Paul remarried in NYC. He is buried in Maine. Paul and Sally were very close and kept in touch over the years.
Patricia Ryba is Sally's niece. Pat's father is Paul, Sally's brother. Pat has five children, two boys and three girls and lives in San Marcos, California. Sally was a favored aunt of all Pat's kids.
Pat's brother Jack Stinchfield (Sally's nephew) served in the Marine Corps for 22 years in the Vietnam and the Korean War. He reports that Sally wrote the Marine Corps on his behalf, requesting that he be sent interesting places during his tour of duty, so he would get to see the world. (It didn't do any good). Jack has five children and lives in Wadsworth, Nevada.

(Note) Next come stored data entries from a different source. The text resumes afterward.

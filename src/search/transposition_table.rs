//! Fixed-size transposition table keyed by position hash.
//!
//! Slots are addressed by `hash % len`, replaced depth-preferred, and aged by
//! a generation counter that advances once per search.

use crate::moves::move_descriptions::Move;

#[derive(Debug, Clone, Copy, PartialEq, Eq)]
pub enum Bound {
    Exact,
    Lower,
    Upper,
}

#[derive(Debug, Clone, Copy)]
pub struct TTEntry {
    pub key: u64,
    /// Remaining depth the score was searched to.
    pub depth: u8,
    pub score: i32,
    pub bound: Bound,
    pub best_move: Option<Move>,
}

#[derive(Debug, Clone, Copy, Default)]
pub struct TTStats {
    pub probes: u64,
    pub hits: u64,
    pub stores: u64,
}

#[derive(Debug, Clone, Copy, Default)]
struct Slot {
    entry: Option<TTEntry>,
    generation: u8,
}

#[derive(Debug, Clone)]
pub struct TranspositionTable {
    slots: Vec<Slot>,
    generation: u8,
    stats: TTStats,
}

impl TranspositionTable {
    /// Entries this many generations old are overwritten unconditionally.
    const STALE_AGE: u8 = 4;
    /// A shallower entry may still evict a deeper one within this margin.
    const DEPTH_MARGIN: u8 = 2;
    const HASHFULL_SAMPLE: usize = 1000;

    pub fn new_with_mb(size_mb: usize) -> Self {
        let budget = size_mb.max(1).saturating_mul(1 << 20);
        Self::with_entries(budget / std::mem::size_of::<Slot>())
    }

    pub fn with_entries(count: usize) -> Self {
        Self {
            slots: vec![Slot::default(); count.max(1)],
            generation: 0,
            stats: TTStats::default(),
        }
    }

    /// Start a new search: entries written from now on count as current.
    #[inline]
    pub fn new_generation(&mut self) {
        self.generation = self.generation.wrapping_add(1);
        self.stats = TTStats::default();
    }

    pub fn clear(&mut self) {
        self.slots.fill(Slot::default());
        self.generation = 0;
        self.stats = TTStats::default();
    }

    #[inline]
    pub fn len(&self) -> usize {
        self.slots.len()
    }

    #[inline]
    pub fn is_empty(&self) -> bool {
        self.slots.is_empty()
    }

    #[inline]
    pub fn stats(&self) -> TTStats {
        self.stats
    }

    #[inline]
    fn slot_index(&self, key: u64) -> usize {
        (key % self.slots.len() as u64) as usize
    }

    /// Look up `key`, refreshing the slot's age on a hit.
    pub fn probe(&mut self, key: u64) -> Option<TTEntry> {
        self.stats.probes += 1;
        let generation = self.generation;
        let idx = self.slot_index(key);
        let slot = &mut self.slots[idx];
        let hit = slot.entry.filter(|e| e.key == key)?;
        slot.generation = generation;
        self.stats.hits += 1;
        Some(hit)
    }

    /// Read an entry without touching statistics or its age.
    #[inline]
    pub fn peek(&self, key: u64) -> Option<TTEntry> {
        let slot = &self.slots[self.slot_index(key)];
        slot.entry.filter(|e| e.key == key)
    }

    pub fn store(&mut self, entry: TTEntry) {
        self.stats.stores += 1;
        let generation = self.generation;
        let idx = self.slot_index(entry.key);
        let slot = &mut self.slots[idx];

        let stored = match slot.entry {
            None => entry,
            Some(old) if old.key == entry.key => {
                if entry.depth < old.depth && entry.bound != Bound::Exact {
                    return;
                }
                TTEntry {
                    best_move: entry.best_move.or(old.best_move),
                    ..entry
                }
            }
            Some(old) => {
                let stale = generation.wrapping_sub(slot.generation) >= Self::STALE_AGE;
                if !stale && entry.depth.saturating_add(Self::DEPTH_MARGIN) < old.depth {
                    return;
                }
                entry
            }
        };
        *slot = Slot {
            entry: Some(stored),
            generation,
        };
    }

    /// Permille of sampled slots written during the current generation.
    pub fn hashfull(&self) -> u32 {
        let sample = &self.slots[..self.slots.len().min(Self::HASHFULL_SAMPLE)];
        let used = sample
            .iter()
            .filter(|slot| slot.entry.is_some() && slot.generation == self.generation)
            .count();
        (used * 1000 / sample.len()) as u32
    }
}

#[cfg(test)]
mod tests {
    use super::{Bound, TTEntry, TranspositionTable};
    use crate::game_state::board::Board;

    fn entry(key: u64, depth: u8, score: i32, bound: Bound) -> TTEntry {
        TTEntry {
            key,
            depth,
            score,
            bound,
            best_move: None,
        }
    }

    #[test]
    fn store_and_probe_round_trip() {
        let mut tt = TranspositionTable::new_with_mb(1);
        let best = Board::starting_position().legal_moves()[0];
        tt.store(TTEntry {
            best_move: Some(best),
            ..entry(123, 5, 42, Bound::Exact)
        });
        let got = tt.probe(123).expect("entry should exist");
        assert_eq!(got.depth, 5);
        assert_eq!(got.score, 42);
        assert_eq!(got.best_move, Some(best));
        assert_eq!(tt.stats().hits, 1);
    }

    #[test]
    fn depth_preferred_replacement() {
        let mut tt = TranspositionTable::new_with_mb(1);
        let key = 555;
        tt.store(entry(key, 2, 1, Bound::Upper));
        tt.store(entry(key, 1, 9, Bound::Lower));
        assert_eq!(tt.probe(key).expect("exists").score, 1);
        tt.store(entry(key, 6, 3, Bound::Lower));
        let got = tt.probe(key).expect("exists");
        assert_eq!(got.depth, 6);
        assert_eq!(got.score, 3);
    }

    #[test]
    fn colliding_keys_share_a_slot() {
        let mut tt = TranspositionTable::with_entries(8);
        tt.store(entry(3, 4, 10, Bound::Exact));
        tt.store(entry(11, 4, 20, Bound::Exact));
        assert!(tt.peek(3).is_none());
        assert_eq!(tt.peek(11).expect("replaced").score, 20);
    }

    #[test]
    fn hashfull_counts_current_generation_only() {
        let mut tt = TranspositionTable::with_entries(10);
        for key in 0..5 {
            tt.store(entry(key, 1, 0, Bound::Exact));
        }
        assert_eq!(tt.hashfull(), 500);
        tt.new_generation();
        assert_eq!(tt.hashfull(), 0);
        tt.clear();
        assert!(tt.peek(1).is_none());
    }
}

Lyle had a brother who was a minister, a sister, Winifred Hawk who was affiliated with the main library in Atlanta, Georgia, and a niece, Naomi Myers who took over her mother's job in Atlanta when her mother died. Naomi was coming back from attending a lecture by Jimmy Carter in Planes, Georgia, and died coming home on the bus.
Sara's family genealogy:
Eben Paul Stinchfield (Sally's father) married Alwilda Marston
They had three children:
Nellie (born June 14, 1890, died September 17, 1890),
Sara Mae, (born, 1885, died, 1977)
Paul, (born Oct 14, 1898, died Jan 10, 1962)
Sara Mae Stinchfield married Charles Lyle Hawk, when she was around 50. They had no children, but lots of nieces and nephews whom they took under their wings.
Paul married Florence Shepard Haenle and had two children, Patricia and Jack.